Он пытался нашарить на стенках вагонов какой-нибудь выступ или углубление, но мокрые ладони скользили по гладкой поверхности и срывались. Наконец ему удалось во что-то упереться и подтянуть тело к ногам. Он почти дотянулся рукой до зажатой ступни, ухватился за брючину и, изо всех сил напрягая мышцы брюшного пресса, продолжал сгибать туловище…

Сильная волна, куда мощнее предыдущей, накрыла его с головой. Отвратительно пахнущая масса ударила в глаза, ноздри, уши и открытый рот. Поток был тугим и сильным; Константинов стукнулся о стенку вагона так, что в голове загудело. Теперь потерять сознание означало верную смерть. Тело его расслабится, он безвольно повиснет, голова опустится под воду, и он просто захлебнется в этой зловонной жиже.

Впрочем, даже если он не потеряет сознание, это все равно произойдет несколькими минутами позже. Так какая разница?

Разница заключалась в упрямстве и желании выжить. И пусть он пока не видел выхода, но выход, конечно же, был.

Эта мысль придала ему силы. Сила рождала надежду. Надежда укрепляла желание жить. Простейшая цепная реакция, происходившая в его душе и заставлявшая тело что-то делать в ту минуту, когда самым естественным было бы смириться и сдаться.

Константинов увидел слабые отблески света, вспыхнувшего в вагоне.

«Значит, там есть люди! – подумал он. – И, может быть, они помогут!»

– Помогите! Эй, вы там… – закричал Константинов.

Новая волна, словно специально дожидавшаяся этого момента, залепила рот. Владимир отплевывался, крутил головой и фыркал.

– Эй!!! Помогите! Меня зажало! Помогите!!!

Уровень воды поднялся уже так высоко, что на поверхности остались одни губы, жадно ловившие воздух. Он больше не мог кричать – одно неосторожное движение, и он захлебнется.

Константинов стал ждать. Все, что он мог, – это следить за слабым источником света в вагоне.

Сначала он удалялся, и Константинова обожгла мысль, что это конец.

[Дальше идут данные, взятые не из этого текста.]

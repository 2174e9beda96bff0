use std::convert::TryFrom;
use std::fmt;

use lazy_static::lazy_static;

use crate::fail;
use crate::lang::error::{Error, Result};

/// Every tag the JSON front end recognizes
#[derive(Debug, PartialEq, Eq, Clone, Copy)]
pub enum NodeKind {
    Program,
    Return,
    If,
    Statement,
    Expression,
    VariableDeclaration,
    VariableAccess,
    FunctionDefinition,
    FunctionCall,
    BuiltInFunction,
    Parameter,
    Number,
    String,
    Boolean,
    Name,
    Value,
    Equality,
    Plus,
    Minus,
}

impl NodeKind {
    pub fn tag(&self) -> &'static str {
        match self {
            NodeKind::Program => "program",
            NodeKind::Return => "return",
            NodeKind::If => "if",
            NodeKind::Statement => "statement",
            NodeKind::Expression => "expression",
            NodeKind::VariableDeclaration => "variable_declaration",
            NodeKind::VariableAccess => "variable_access",
            NodeKind::FunctionDefinition => "function_definition",
            NodeKind::FunctionCall => "function_call",
            NodeKind::BuiltInFunction => "built_in_function",
            NodeKind::Parameter => "parameter",
            NodeKind::Number => "number",
            NodeKind::String => "string",
            NodeKind::Boolean => "boolean",
            NodeKind::Name => "name",
            NodeKind::Value => "value",
            NodeKind::Equality => "equality",
            NodeKind::Plus => "plus",
            NodeKind::Minus => "minus",
        }
    }
}

impl TryFrom<&str> for NodeKind {
    type Error = Error;

    fn try_from(tag: &str) -> Result<Self> {
        match NODE_KINDS.iter().find(|k| k.tag() == tag) {
            Some(k) => Ok(*k),
            None => fail!(InvalidSyntax, "Unknown node type '{}'", tag),
        }
    }
}

impl fmt::Display for NodeKind {
    fn fmt(&self, f: &mut fmt::Formatter<'_>) -> fmt::Result {
        write!(f, "{}", self.tag())
    }
}

lazy_static! {
    pub static ref NODE_KINDS: Vec<NodeKind> = vec![
        NodeKind::Program,
        NodeKind::Return,
        NodeKind::If,
        NodeKind::Statement,
        NodeKind::Expression,
        NodeKind::VariableDeclaration,
        NodeKind::VariableAccess,
        NodeKind::FunctionDefinition,
        NodeKind::FunctionCall,
        NodeKind::BuiltInFunction,
        NodeKind::Parameter,
        NodeKind::Number,
        NodeKind::String,
        NodeKind::Boolean,
        NodeKind::Name,
        NodeKind::Value,
        NodeKind::Equality,
        NodeKind::Plus,
        NodeKind::Minus,
    ];
}

#[test]
fn test_tags_unique() {
    let mut tags: Vec<&str> = NODE_KINDS.iter().map(|k| k.tag()).collect();
    tags.sort_unstable();
    tags.dedup();
    assert_eq!(tags.len(), NODE_KINDS.len());
}

#[test]
fn test_tag_roundtrip() {
    for kind in &*NODE_KINDS {
        assert_eq!(NodeKind::try_from(kind.tag()).unwrap(), *kind);
    }

    assert!(NodeKind::try_from("while").is_err());
}
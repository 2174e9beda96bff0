use std::collections::BTreeMap;
use std::fmt;
use std::rc::Rc;

use log::debug;

use crate::lang::ast::{Identifier, Statement};
use crate::lang::variables::ScopeId;

/// Index of a table inside a [`Functions`] arena
#[derive(Debug, PartialEq, Eq, Clone, Copy)]
pub struct TableId(usize);

/// A user-defined function
#[derive(Debug, Clone)]
pub struct Function {
    pub name: Identifier,
    pub parameters: Vec<Identifier>,
    pub body: Rc<[Statement]>,
    /// Scope in effect where the function was defined
    pub scope: ScopeId,
    /// Table in effect where the function was defined
    pub table: TableId,
}

impl Function {
    pub fn arity(&self) -> usize {
        self.parameters.len()
    }
}

impl fmt::Display for Function {
    fn fmt(&self, f: &mut fmt::Formatter<'_>) -> fmt::Result {
        let params: Vec<&str> = self.parameters.iter().map(|p| p.0.as_str()).collect();
        write!(f, "{}({})", self.name, params.join(", "))
    }
}

struct FunctionTable {
    inner: BTreeMap<Identifier, Function>,
    parent: Option<TableId>,
}

/// Arena of chained function tables
///
/// Same discipline as [`crate::lang::variables::Variables`]: one root table for the run, child
/// tables pushed per call and released with [`Functions::truncate`].
pub struct Functions {
    tables: Vec<FunctionTable>,
}

impl Functions {
    pub fn new() -> Self {
        Functions {
            tables: vec![FunctionTable {
                inner: BTreeMap::default(),
                parent: None,
            }],
        }
    }

    pub fn root(&self) -> TableId {
        TableId(0)
    }

    pub fn len(&self) -> usize {
        self.tables.len()
    }

    pub fn push_table(&mut self, parent: TableId) -> TableId {
        assert!(parent.0 < self.tables.len());
        self.tables.push(FunctionTable {
            inner: BTreeMap::default(),
            parent: Some(parent),
        });

        TableId(self.tables.len() - 1)
    }

    pub fn truncate(&mut self, len: usize) {
        assert!(len >= 1, "root function table must outlive the run");
        self.tables.truncate(len);
    }

    /// Register `name` in `table`, replacing any earlier definition
    pub fn define(
        &mut self,
        table: TableId,
        name: Identifier,
        parameters: Vec<Identifier>,
        body: Rc<[Statement]>,
        scope: ScopeId,
    ) {
        let func = Function {
            name: name.clone(),
            parameters,
            body,
            scope,
            table,
        };

        if let Some(old) = self.tables[table.0].inner.insert(name, func) {
            debug!("redefined function {}", old);
        }
    }

    pub fn lookup(&self, table: TableId, name: &Identifier) -> Option<&Function> {
        let mut cur = Some(table);
        while let Some(id) = cur {
            let table = &self.tables[id.0];
            if let Some(func) = table.inner.get(name) {
                return Some(func);
            }
            cur = table.parent;
        }

        None
    }

    pub fn call_arity(&self, table: TableId, name: &Identifier) -> Option<usize> {
        self.lookup(table, name).map(Function::arity)
    }
}

impl Default for Functions {
    fn default() -> Self {
        Self::new()
    }
}

#[cfg(test)]
fn params(names: &[&str]) -> Vec<Identifier> {
    names.iter().map(|n| Identifier::from(*n)).collect()
}

#[cfg(test)]
fn body() -> Rc<[Statement]> {
    use crate::lang::ast::Expression;
    use crate::lang::value::Value;

    Rc::from(vec![Statement::Return(Expression::Literal(Value::from(0)))])
}

#[test]
fn test_define_and_lookup() {
    use crate::lang::variables::Variables;

    let vars: Variables<()> = Variables::new();
    let mut funcs = Functions::new();
    let root = funcs.root();

    funcs.define(
        root,
        Identifier::from("add"),
        params(&["a", "b"]),
        body(),
        vars.root(),
    );

    let f = funcs.lookup(root, &Identifier::from("add")).unwrap();
    assert_eq!(f.to_string(), "add(a, b)");
    assert_eq!(f.scope, vars.root());
    assert_eq!(funcs.call_arity(root, &Identifier::from("add")), Some(2));
    assert_eq!(funcs.call_arity(root, &Identifier::from("sub")), None);
}

#[test]
fn test_redefine() {
    use crate::lang::variables::Variables;

    let vars: Variables<()> = Variables::new();
    let mut funcs = Functions::new();
    let root = funcs.root();
    let body = body();

    funcs.define(root, Identifier::from("f"), params(&["a"]), body.clone(), vars.root());
    funcs.define(root, Identifier::from("f"), params(&[]), body, vars.root());

    assert_eq!(funcs.call_arity(root, &Identifier::from("f")), Some(0));
}

#[test]
fn test_nested_tables() {
    use crate::lang::variables::Variables;

    let vars: Variables<()> = Variables::new();
    let mut funcs = Functions::new();
    let root = funcs.root();
    let len = funcs.len();
    let body = body();

    funcs.define(root, Identifier::from("outer"), params(&[]), body.clone(), vars.root());
    let child = funcs.push_table(root);
    funcs.define(child, Identifier::from("inner"), params(&["x"]), body, vars.root());

    assert!(funcs.lookup(child, &Identifier::from("outer")).is_some());
    assert!(funcs.lookup(child, &Identifier::from("inner")).is_some());
    assert!(funcs.lookup(root, &Identifier::from("inner")).is_none());

    funcs.truncate(len);
    assert_eq!(funcs.len(), 1);
}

Затем свет остановился и какое-то время – слишком длительное, как показалось ему, – оставался на месте.

Потом огонек дернулся и стал приближаться. «Слава Богу! – подумал Владимир. – Слава Богу, они меня услышали!»

То ли он выдавал желаемое за действительное, то ли его чувства действительно обострились до предела, но он всем телом ощущал торопливые шаги в вагоне, передающиеся через толщу воды.

И с каждым шагом робкая, угасающая надежда крепла.

Он увидел, как из окна высунулась рука с зажатым самодельным факелом.

– Кажется, где-то здесь… – сказал голос, показавшийся Константинову слаще ангельского пения.